_WHAT IS REQUIRED_
Quote exactly the lines from the start of the entries to the one with "use crate::tag::TagFormat;", both ends included.

Saved data entries:
/*
 * This modules contains the configuration of the balancer and of the whole pipeline. Most
 * importantly, it contains the `BalanceConfig` struct, which implements the default trait and can
 * be customized through the `BalanceConfigBuilder`. The `PipelineConfig` is read from a JSON
 * settings file; every field of every section has a default.
*/
use crate::error::ConfigError;
use crate::tag::TagFormat;
use either::Either as LeftOrRight;
use serde::{Deserialize, Serialize};
use std::fmt::Display;
use std::path::PathBuf;
use std::str::FromStr;

/// Entity types of the first tier, balanced before any other.
pub const REDATOR: [&str; 4] = [
    "Valor_dano_moral",
    "Data_do_contrato",
    "CNPJ_do_réu",
    "CPF_do_réu",
];

/// Entity types of the second tier.
pub const AUXILIAR: [&str; 11] = [
    "Valor_danos_materiais/restituição_em_dobro",
    "Valor_da_causa",
    "Valor_da_multa_–_Tutela_provisória",
    "Valores",
    "Data_da_petição",
    "Data_dos_fatos",
    "Datas",
    "CNPJ_do_autor",
    "CNPJ",
    "CPF_do_autor",
    "CPF",
];

pub const DEFAULT_UPPER_LIMIT: f64 = 0.75;
pub const DEFAULT_BALANCING_RANGE: f64 = 0.10;

#[derive(Debug, Clone, PartialEq, Eq, Serialize, Deserialize)]
/// A priority group of entity types. The types of a tier are processed in their declared order.
pub struct Tier {
    pub name: String,
    pub entities: Vec<String>,
}

impl Tier {
    pub fn new<S, I, E>(name: S, entities: I) -> Self
    where
        S: Into<String>,
        I: IntoIterator<Item = E>,
        E: Into<String>,
    {
        Self {
            name: name.into(),
            entities: entities.into_iter().map(Into::into).collect(),
        }
    }
}

/// The `redator` tier followed by the `auxiliar` tier.
pub fn default_tiers() -> Vec<Tier> {
    vec![Tier::new("redator", REDATOR), Tier::new("auxiliar", AUXILIAR)]
}

#[derive(Debug, Clone, Copy, PartialEq, Eq, Default, Serialize, Deserialize)]
#[serde(rename_all = "kebab-case")]
/// Where do the counts of a tier come from?
pub enum RecountPolicy {
    /// Each tier counts the partitions as left by the previous tier.
    #[default]
    AfterEachTier,
    /// Every tier of a pass is planned from the counts taken before the pass started. The
    /// migrations are still applied one after the other.
    Snapshot,
}

#[derive(Debug, Clone, Copy, PartialEq, Eq, Default, Serialize, Deserialize)]
#[serde(rename_all = "kebab-case")]
/// What is an occurrence of an entity type?
pub enum CountMode {
    /// A record containing the type at least once counts as one occurrence.
    #[default]
    Records,
    /// Every span-starting tag of the type counts as one occurrence.
    Mentions,
}

#[derive(Debug, Clone, PartialEq, Eq)]
pub struct ParsingPolicyError(String);

impl Display for ParsingPolicyError {
    fn fmt(&self, f: &mut std::fmt::Formatter<'_>) -> std::fmt::Result {
        write!(f, "Could not parse '{}' into a balancing option", self.0)
    }
}

impl std::error::Error for ParsingPolicyError {}

impl FromStr for RecountPolicy {
    type Err = ParsingPolicyError;
    fn from_str(s: &str) -> Result<Self, Self::Err> {
        match s.to_lowercase().as_ref() {
            "after-each-tier" | "aftereachtier" | "recount" => Ok(Self::AfterEachTier),
            "snapshot" => Ok(Self::Snapshot),
            _ => Err(ParsingPolicyError(String::from(s))),
        }
    }
}

impl FromStr for CountMode {
    type Err = ParsingPolicyError;
    fn from_str(s: &str) -> Result<Self, Self::Err> {
        match s.to_lowercase().as_ref() {
            "records" | "record" => Ok(Self::Records),
            "mentions" | "mention" => Ok(Self::Mentions),
            _ => Err(ParsingPolicyError(String::from(s))),
        }
    }
}

#[derive(Debug, Clone, PartialEq, Serialize, Deserialize)]
#[serde(default)]
/// Configuration of the balancer. Use the `BalanceConfigBuilder` to build a validated
/// configuration.
pub struct BalanceConfig {
    /// Maximum share of the occurrences of an entity type the train partition may hold.
    upper_limit: f64,
    /// Width of the target band. The lower limit is `upper_limit - balancing_range`.
    balancing_range: f64,
    /// Ordered tiers of entity types.
    tiers: Vec<Tier>,
    recount: RecountPolicy,
    count_mode: CountMode,
    /// Number of orchestration passes. A value above 1 re-runs the tiers until no transfer is
    /// planned or the passes are exhausted.
    max_passes: usize,
    format: TagFormat,
}

impl Default for BalanceConfig {
    fn default() -> Self {
        Self {
            upper_limit: DEFAULT_UPPER_LIMIT,
            balancing_range: DEFAULT_BALANCING_RANGE,
            tiers: default_tiers(),
            recount: RecountPolicy::default(),
            count_mode: CountMode::default(),
            max_passes: 1,
            format: TagFormat::default(),
        }
    }
}

impl BalanceConfig {
    pub fn upper_limit(&self) -> f64 {
        self.upper_limit
    }
    pub fn balancing_range(&self) -> f64 {
        self.balancing_range
    }
    pub fn lower_limit(&self) -> f64 {
        self.upper_limit - self.balancing_range
    }
    pub fn tiers(&self) -> &[Tier] {
        &self.tiers
    }
    pub fn recount(&self) -> RecountPolicy {
        self.recount
    }
    pub fn count_mode(&self) -> CountMode {
        self.count_mode
    }
    pub fn max_passes(&self) -> usize {
        self.max_passes
    }
    pub fn format(&self) -> &TagFormat {
        &self.format
    }

    /// Checks the limits, the number of passes and the tiers.
    pub fn validate(&self) -> Result<(), ConfigError> {
        validate_limits(self.upper_limit, self.balancing_range)?;
        if self.max_passes == 0 {
            return Err(ConfigError::ZeroPasses);
        }
        if let Some(tier) = self.tiers.iter().find(|t| t.entities.is_empty()) {
            return Err(ConfigError::EmptyTier(tier.name.clone()));
        }
        Ok(())
    }
}

/// The band `[upper_limit - balancing_range, upper_limit)` must be non-empty and contained in
/// `(0, 1]`.
pub fn validate_limits(upper_limit: f64, balancing_range: f64) -> Result<(), ConfigError> {
    if !(upper_limit > 0.0 && upper_limit <= 1.0) {
        return Err(ConfigError::UpperLimitOutOfRange(upper_limit));
    }
    if !(balancing_range > 0.0 && balancing_range < upper_limit) {
        return Err(ConfigError::BalancingRangeOutOfRange {
            balancing_range,
            upper_limit,
        });
    }
    Ok(())
}

/// A ratio strictly between 0 and 1.
pub(crate) fn validate_ratio(name: &'static str, value: f64) -> Result<(), ConfigError> {
    if value > 0.0 && value < 1.0 {
        Ok(())
    } else {
        Err(ConfigError::RatioOutOfRange { name, value })
    }
}

impl Display for BalanceConfig {
    fn fmt(&self, f: &mut std::fmt::Formatter<'_>) -> std::fmt::Result {
        let tiers: Vec<&str> = self.tiers.iter().map(|t| t.name.as_str()).collect();
        write!(f, "Upper limit: {}\n Balancing range: {}\n Tiers: {:?}\n Recount policy: {:?}\n Count mode: {:?}\n Maximum passes: {}", self.upper_limit, self.balancing_range, tiers, self.recount, self.count_mode, self.max_passes)
    }
}

/// This builder can be used to build and customize a `BalanceConfig` structure.
pub struct BalanceConfigBuilder {
    upper_limit: f64,
    balancing_range: f64,
    tiers: LeftOrRight<Vec<Tier>, fn() -> Vec<Tier>>,
    recount: RecountPolicy,
    count_mode: CountMode,
    max_passes: usize,
    format: TagFormat,
}

impl Default for BalanceConfigBuilder {
    fn default() -> Self {
        Self::new()
    }
}

impl BalanceConfigBuilder {
    pub fn new() -> Self {
        Self {
            upper_limit: DEFAULT_UPPER_LIMIT,
            balancing_range: DEFAULT_BALANCING_RANGE,
            tiers: LeftOrRight::Right(default_tiers),
            recount: RecountPolicy::default(),
            count_mode: CountMode::default(),
            max_passes: 1,
            format: TagFormat::default(),
        }
    }
    pub fn upper_limit(mut self, upper_limit: f64) -> Self {
        self.upper_limit = upper_limit;
        self
    }
    pub fn balancing_range(mut self, balancing_range: f64) -> Self {
        self.balancing_range = balancing_range;
        self
    }
    /// Replaces the default tiers.
    pub fn tiers(mut self, tiers: Vec<Tier>) -> Self {
        self.tiers = LeftOrRight::Left(tiers);
        self
    }
    pub fn recount(mut self, recount: RecountPolicy) -> Self {
        self.recount = recount;
        self
    }
    pub fn count_mode(mut self, count_mode: CountMode) -> Self {
        self.count_mode = count_mode;
        self
    }
    pub fn max_passes(mut self, max_passes: usize) -> Self {
        self.max_passes = max_passes;
        self
    }
    pub fn format(mut self, format: TagFormat) -> Self {
        self.format = format;
        self
    }
    pub fn build(self) -> Result<BalanceConfig, ConfigError> {
        let config = BalanceConfig {
            upper_limit: self.upper_limit,
            balancing_range: self.balancing_range,
            tiers: self.tiers.either(|tiers| tiers, |default| default()),
            recount: self.recount,
            count_mode: self.count_mode,
            max_passes: self.max_passes,
            format: self.format,
        };
        config.validate()?;
        Ok(config)
    }
}

#[derive(Debug, Clone, PartialEq, Serialize, Deserialize)]
#[serde(default)]
/// Transformations applied to the whole corpus before it is split.
pub struct PreprocessingConfig {
    /// Entity types replaced by `O`.
    pub fill_o_tags: Vec<String>,
    /// Entity types renamed to `aggregation_target`.
    pub datas_aggregation: Vec<String>,
    pub aggregation_target: String,
    /// Records carrying this entity type are removed.
    pub remove_sentences_with: Option<String>,
    /// Entity types whose share of all entity tags is below this ratio are replaced by `O`.
    pub minimum_entity_ratio: Option<f64>,
    pub max_length_sentence: usize,
    pub undersampling_negative_sentences: bool,
    pub ratio_of_undersample_negative_sentences: f64,
    pub undersampling_tags: Vec<String>,
    pub ratio_of_undersample_tags: f64,
    /// Balance each fold once it is split.
    pub balance_folds: bool,
}

impl Default for PreprocessingConfig {
    fn default() -> Self {
        Self {
            fill_o_tags: Vec::new(),
            datas_aggregation: Vec::new(),
            aggregation_target: String::from("Datas"),
            remove_sentences_with: None,
            minimum_entity_ratio: None,
            max_length_sentence: 256,
            undersampling_negative_sentences: false,
            ratio_of_undersample_negative_sentences: 0.8,
            undersampling_tags: Vec::new(),
            ratio_of_undersample_tags: 0.5,
            balance_folds: true,
        }
    }
}

impl PreprocessingConfig {
    pub fn validate(&self) -> Result<(), ConfigError> {
        if self.max_length_sentence == 0 {
            return Err(ConfigError::ZeroMaxLength);
        }
        if let Some(ratio) = self.minimum_entity_ratio {
            validate_ratio("minimum_entity_ratio", ratio)?;
        }
        if self.undersampling_negative_sentences {
            validate_ratio(
                "ratio_of_undersample_negative_sentences",
                self.ratio_of_undersample_negative_sentences,
            )?;
        }
        if !self.undersampling_tags.is_empty() {
            validate_ratio("ratio_of_undersample_tags", self.ratio_of_undersample_tags)?;
        }
        Ok(())
    }
}

#[derive(Debug, Clone, PartialEq, Serialize, Deserialize)]
#[serde(default)]
pub struct DatasetConfig {
    pub folder: PathBuf,
    pub filename: String,
    /// Field separator of the CoNLL file.
    pub separator: char,
}

impl Default for DatasetConfig {
    fn default() -> Self {
        Self {
            folder: PathBuf::from("."),
            filename: String::from("dataset.conll"),
            separator: ' ',
        }
    }
}

impl DatasetConfig {
    pub fn path(&self) -> PathBuf {
        self.folder.join(&self.filename)
    }
}

#[derive(Debug, Clone, PartialEq, Eq, Serialize, Deserialize)]
#[serde(default)]
pub struct KFoldConfig {
    pub n_fold: usize,
}

impl Default for KFoldConfig {
    fn default() -> Self {
        Self { n_fold: 5 }
    }
}

#[derive(Debug, Clone, PartialEq, Eq, Serialize, Deserialize)]
#[serde(default)]
pub struct SaveConfig {
    pub save_folder: PathBuf,
    pub save_into_conll: bool,
    pub save_into_json: bool,
    pub save_only_first_fold: bool,
}

impl Default for SaveConfig {
    fn default() -> Self {
        Self {
            save_folder: PathBuf::from("output_folder"),
            save_into_conll: true,
            save_into_json: true,
            save_only_first_fold: true,
        }
    }
}

#[derive(Debug, Clone, PartialEq, Eq, Serialize, Deserialize)]
#[serde(default)]
pub struct UtilsConfig {
    /// Seed of the random generator shared by every sampling step.
    pub random_state: u64,
}

impl Default for UtilsConfig {
    fn default() -> Self {
        Self { random_state: 0 }
    }
}

#[derive(Debug, Clone, PartialEq, Default, Serialize, Deserialize)]
#[serde(default)]
/// Settings of a whole pipeline run, usually read from a JSON file.
pub struct PipelineConfig {
    pub dataset: DatasetConfig,
    pub kfold: KFoldConfig,
    pub save: SaveConfig,
    pub preprocessing: PreprocessingConfig,
    pub balance: BalanceConfig,
    pub utils: UtilsConfig,
}

impl PipelineConfig {
    /// Parses the settings from a JSON string.
    pub fn from_json(content: &str) -> Result<Self, serde_json::Error> {
        serde_json::from_str(content)
    }

    pub fn validate(&self) -> Result<(), ConfigError> {
        if self.kfold.n_fold < 2 {
            return Err(ConfigError::InvalidFoldCount {
                n_splits: self.kfold.n_fold,
                n_samples: 0,
            });
        }
        self.preprocessing.validate()?;
        self.balance.validate()
    }
}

_SOLUTION_
/*
 * This modules contains the configuration of the balancer and of the whole pipeline. Most
 * importantly, it contains the `BalanceConfig` struct, which implements the default trait and can
 * be customized through the `BalanceConfigBuilder`. The `PipelineConfig` is read from a JSON
 * settings file; every field of every section has a default.
*/
use crate::error::ConfigError;
use crate::tag::TagFormat;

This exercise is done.